- [WHAT TO DO] Reproduce only the lines of the material below that start at the line containing "Relational storage settings." and stop at the line containing "fn default_endpoint() ->". Keep both end lines.

[Start of section]

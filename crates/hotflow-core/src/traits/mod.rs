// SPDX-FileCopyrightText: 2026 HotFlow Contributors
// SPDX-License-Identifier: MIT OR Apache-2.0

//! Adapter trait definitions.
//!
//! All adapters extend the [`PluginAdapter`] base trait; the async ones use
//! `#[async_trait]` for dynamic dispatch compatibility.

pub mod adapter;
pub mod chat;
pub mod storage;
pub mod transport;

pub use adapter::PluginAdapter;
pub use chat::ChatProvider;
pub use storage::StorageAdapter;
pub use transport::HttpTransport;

[End of section]
[Start of section]

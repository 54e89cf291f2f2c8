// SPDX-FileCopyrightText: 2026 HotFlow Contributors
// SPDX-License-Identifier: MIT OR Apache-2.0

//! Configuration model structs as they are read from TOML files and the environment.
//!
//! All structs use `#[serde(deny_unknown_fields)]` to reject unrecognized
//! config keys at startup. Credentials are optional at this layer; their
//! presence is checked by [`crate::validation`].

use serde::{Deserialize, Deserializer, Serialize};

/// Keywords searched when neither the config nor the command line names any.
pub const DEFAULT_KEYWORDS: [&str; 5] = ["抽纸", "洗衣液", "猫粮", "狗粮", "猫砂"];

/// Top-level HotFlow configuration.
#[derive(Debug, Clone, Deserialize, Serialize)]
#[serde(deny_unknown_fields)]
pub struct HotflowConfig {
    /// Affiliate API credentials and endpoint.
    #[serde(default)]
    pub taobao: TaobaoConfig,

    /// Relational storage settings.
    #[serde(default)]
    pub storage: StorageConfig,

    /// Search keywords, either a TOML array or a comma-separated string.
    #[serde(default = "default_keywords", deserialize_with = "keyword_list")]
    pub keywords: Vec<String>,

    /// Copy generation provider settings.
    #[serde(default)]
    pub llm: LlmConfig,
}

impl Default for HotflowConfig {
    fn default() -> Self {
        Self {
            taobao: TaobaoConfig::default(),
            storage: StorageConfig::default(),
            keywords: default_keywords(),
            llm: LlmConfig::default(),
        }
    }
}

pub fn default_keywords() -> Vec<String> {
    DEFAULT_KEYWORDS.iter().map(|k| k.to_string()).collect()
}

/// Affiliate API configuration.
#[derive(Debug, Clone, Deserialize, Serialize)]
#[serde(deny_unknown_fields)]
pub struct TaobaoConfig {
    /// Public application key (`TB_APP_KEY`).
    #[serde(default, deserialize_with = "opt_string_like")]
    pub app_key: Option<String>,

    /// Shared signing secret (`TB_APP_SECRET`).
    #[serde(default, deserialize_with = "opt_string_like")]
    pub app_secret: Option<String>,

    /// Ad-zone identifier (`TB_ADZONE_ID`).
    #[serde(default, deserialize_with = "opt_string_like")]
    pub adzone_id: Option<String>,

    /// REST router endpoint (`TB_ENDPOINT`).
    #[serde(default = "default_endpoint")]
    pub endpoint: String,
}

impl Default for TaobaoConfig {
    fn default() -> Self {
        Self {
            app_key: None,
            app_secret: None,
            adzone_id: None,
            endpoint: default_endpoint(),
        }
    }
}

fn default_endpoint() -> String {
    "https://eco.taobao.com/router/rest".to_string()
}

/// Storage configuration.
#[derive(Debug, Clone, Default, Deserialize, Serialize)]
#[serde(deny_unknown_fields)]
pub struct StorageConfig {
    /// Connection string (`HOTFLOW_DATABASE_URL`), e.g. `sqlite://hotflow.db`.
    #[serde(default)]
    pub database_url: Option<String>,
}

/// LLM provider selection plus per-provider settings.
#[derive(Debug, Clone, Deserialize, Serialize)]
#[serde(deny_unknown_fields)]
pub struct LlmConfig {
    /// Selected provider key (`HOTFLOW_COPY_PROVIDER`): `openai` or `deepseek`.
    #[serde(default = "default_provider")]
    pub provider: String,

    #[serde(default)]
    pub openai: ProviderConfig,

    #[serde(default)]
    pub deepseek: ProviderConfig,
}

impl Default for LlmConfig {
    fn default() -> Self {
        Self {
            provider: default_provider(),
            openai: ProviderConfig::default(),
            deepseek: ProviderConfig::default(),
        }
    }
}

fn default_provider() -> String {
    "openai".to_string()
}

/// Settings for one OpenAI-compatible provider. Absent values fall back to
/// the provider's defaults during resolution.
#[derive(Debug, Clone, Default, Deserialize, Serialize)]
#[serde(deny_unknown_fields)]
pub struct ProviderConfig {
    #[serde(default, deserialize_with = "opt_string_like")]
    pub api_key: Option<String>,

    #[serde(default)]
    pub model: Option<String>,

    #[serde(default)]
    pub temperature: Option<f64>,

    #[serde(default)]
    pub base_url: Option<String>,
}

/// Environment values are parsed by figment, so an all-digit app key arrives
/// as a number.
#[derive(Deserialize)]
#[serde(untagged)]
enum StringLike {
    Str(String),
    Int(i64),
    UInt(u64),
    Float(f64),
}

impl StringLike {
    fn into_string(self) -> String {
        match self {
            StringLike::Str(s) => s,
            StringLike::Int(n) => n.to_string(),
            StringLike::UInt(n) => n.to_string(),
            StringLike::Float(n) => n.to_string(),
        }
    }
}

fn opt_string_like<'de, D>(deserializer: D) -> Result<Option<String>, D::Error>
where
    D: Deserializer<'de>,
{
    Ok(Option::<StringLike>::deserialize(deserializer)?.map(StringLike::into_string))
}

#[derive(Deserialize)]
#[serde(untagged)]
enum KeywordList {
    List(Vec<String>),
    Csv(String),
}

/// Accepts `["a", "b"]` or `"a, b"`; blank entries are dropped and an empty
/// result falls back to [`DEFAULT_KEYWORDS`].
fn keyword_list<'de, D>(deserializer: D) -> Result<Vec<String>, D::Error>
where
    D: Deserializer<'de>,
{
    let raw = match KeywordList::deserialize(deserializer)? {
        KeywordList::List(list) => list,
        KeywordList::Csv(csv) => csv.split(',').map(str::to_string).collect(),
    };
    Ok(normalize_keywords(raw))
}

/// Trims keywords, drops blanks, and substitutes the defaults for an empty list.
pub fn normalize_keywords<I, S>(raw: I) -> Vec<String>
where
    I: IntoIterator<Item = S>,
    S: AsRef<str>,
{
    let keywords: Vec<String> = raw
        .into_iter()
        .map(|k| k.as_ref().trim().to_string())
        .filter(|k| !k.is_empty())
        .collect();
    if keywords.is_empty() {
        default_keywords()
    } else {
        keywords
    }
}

[End of section]
[Start of section]

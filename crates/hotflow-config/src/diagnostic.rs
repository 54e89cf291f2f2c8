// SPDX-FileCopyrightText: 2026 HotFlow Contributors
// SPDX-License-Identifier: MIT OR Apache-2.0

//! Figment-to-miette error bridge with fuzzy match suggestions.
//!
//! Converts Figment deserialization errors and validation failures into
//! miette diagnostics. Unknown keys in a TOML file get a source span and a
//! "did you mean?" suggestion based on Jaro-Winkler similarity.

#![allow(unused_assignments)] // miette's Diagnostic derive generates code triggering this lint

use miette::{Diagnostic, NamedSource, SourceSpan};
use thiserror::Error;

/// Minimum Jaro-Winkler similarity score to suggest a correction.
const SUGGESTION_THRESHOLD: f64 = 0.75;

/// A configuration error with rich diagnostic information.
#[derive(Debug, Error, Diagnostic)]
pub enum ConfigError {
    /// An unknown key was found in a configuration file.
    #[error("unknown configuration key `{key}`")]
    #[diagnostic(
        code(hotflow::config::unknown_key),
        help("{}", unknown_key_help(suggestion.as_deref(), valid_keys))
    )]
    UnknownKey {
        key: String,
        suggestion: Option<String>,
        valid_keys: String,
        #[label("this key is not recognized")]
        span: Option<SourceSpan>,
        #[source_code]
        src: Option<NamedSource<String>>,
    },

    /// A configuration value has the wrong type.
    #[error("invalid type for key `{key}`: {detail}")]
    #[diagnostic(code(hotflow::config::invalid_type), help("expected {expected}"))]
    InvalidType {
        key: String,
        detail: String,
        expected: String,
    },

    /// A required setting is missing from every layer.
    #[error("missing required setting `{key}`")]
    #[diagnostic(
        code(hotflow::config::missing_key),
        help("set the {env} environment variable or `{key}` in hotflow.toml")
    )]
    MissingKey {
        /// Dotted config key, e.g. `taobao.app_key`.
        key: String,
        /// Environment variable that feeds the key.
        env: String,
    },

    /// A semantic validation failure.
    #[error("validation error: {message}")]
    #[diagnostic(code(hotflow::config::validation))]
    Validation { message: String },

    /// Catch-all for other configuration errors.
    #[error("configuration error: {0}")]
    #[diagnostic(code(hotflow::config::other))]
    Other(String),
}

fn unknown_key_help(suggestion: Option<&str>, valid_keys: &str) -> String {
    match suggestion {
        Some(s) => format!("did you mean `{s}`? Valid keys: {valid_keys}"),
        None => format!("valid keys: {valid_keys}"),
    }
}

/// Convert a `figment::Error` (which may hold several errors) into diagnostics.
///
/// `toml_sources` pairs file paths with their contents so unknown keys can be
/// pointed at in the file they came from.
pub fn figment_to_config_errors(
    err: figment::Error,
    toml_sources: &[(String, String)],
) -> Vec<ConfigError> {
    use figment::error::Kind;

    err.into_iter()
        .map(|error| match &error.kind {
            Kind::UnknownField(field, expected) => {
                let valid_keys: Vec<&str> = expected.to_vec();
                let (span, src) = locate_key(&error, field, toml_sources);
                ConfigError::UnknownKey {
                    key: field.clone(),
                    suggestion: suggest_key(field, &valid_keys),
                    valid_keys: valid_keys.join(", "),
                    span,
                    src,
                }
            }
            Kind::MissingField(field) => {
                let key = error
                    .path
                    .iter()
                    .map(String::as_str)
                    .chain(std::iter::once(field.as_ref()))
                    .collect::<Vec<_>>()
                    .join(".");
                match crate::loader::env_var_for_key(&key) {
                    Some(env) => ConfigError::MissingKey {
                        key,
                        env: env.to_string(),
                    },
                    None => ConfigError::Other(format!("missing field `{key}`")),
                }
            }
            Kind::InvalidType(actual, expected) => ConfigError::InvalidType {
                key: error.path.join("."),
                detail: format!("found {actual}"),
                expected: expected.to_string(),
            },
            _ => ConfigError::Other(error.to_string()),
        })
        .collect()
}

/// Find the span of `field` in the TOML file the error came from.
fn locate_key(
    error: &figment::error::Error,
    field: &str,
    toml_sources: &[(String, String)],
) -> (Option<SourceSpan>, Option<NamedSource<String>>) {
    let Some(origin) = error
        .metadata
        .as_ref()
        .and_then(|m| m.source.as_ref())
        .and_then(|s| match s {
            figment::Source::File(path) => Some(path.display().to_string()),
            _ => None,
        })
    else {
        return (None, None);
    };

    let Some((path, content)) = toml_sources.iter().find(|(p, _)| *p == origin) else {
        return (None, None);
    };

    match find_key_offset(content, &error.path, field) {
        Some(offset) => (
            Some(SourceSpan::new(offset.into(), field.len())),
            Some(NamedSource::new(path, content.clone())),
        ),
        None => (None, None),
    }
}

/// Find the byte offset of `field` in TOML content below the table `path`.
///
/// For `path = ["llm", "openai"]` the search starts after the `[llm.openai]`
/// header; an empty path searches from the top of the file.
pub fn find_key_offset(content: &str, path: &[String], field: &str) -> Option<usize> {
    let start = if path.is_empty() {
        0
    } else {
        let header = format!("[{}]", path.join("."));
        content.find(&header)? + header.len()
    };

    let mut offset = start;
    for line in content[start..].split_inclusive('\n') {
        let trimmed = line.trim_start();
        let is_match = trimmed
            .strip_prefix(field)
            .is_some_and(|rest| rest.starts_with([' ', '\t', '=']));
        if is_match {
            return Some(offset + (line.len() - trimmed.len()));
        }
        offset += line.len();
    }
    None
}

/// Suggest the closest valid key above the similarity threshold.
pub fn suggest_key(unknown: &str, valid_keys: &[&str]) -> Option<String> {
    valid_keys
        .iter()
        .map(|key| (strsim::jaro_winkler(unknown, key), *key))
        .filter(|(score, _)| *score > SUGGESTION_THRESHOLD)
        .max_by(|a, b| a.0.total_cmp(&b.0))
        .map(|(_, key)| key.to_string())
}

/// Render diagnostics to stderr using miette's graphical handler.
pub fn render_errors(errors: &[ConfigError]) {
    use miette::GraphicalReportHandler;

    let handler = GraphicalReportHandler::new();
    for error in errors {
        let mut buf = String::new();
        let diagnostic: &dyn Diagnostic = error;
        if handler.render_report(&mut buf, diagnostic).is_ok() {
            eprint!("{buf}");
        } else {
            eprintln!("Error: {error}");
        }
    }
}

[End of section]

- [EXPECTED OUTPUT]
    /// Relational storage settings.
    #[serde(default)]
    pub storage: StorageConfig,

    /// Search keywords, either a TOML array or a comma-separated string.
    #[serde(default = "default_keywords", deserialize_with = "keyword_list")]
    pub keywords: Vec<String>,

    /// Copy generation provider settings.
    #[serde(default)]
    pub llm: LlmConfig,
}

impl Default for HotflowConfig {
    fn default() -> Self {
        Self {
            taobao: TaobaoConfig::default(),
            storage: StorageConfig::default(),
            keywords: default_keywords(),
            llm: LlmConfig::default(),
        }
    }
}

pub fn default_keywords() -> Vec<String> {
    DEFAULT_KEYWORDS.iter().map(|k| k.to_string()).collect()
}

/// Affiliate API configuration.
#[derive(Debug, Clone, Deserialize, Serialize)]
#[serde(deny_unknown_fields)]
pub struct TaobaoConfig {
    /// Public application key (`TB_APP_KEY`).
    #[serde(default, deserialize_with = "opt_string_like")]
    pub app_key: Option<String>,

    /// Shared signing secret (`TB_APP_SECRET`).
    #[serde(default, deserialize_with = "opt_string_like")]
    pub app_secret: Option<String>,

    /// Ad-zone identifier (`TB_ADZONE_ID`).
    #[serde(default, deserialize_with = "opt_string_like")]
    pub adzone_id: Option<String>,

    /// REST router endpoint (`TB_ENDPOINT`).
    #[serde(default = "default_endpoint")]
    pub endpoint: String,
}

impl Default for TaobaoConfig {
    fn default() -> Self {
        Self {
            app_key: None,
            app_secret: None,
            adzone_id: None,
            endpoint: default_endpoint(),
        }
    }
}

fn default_endpoint() -> String {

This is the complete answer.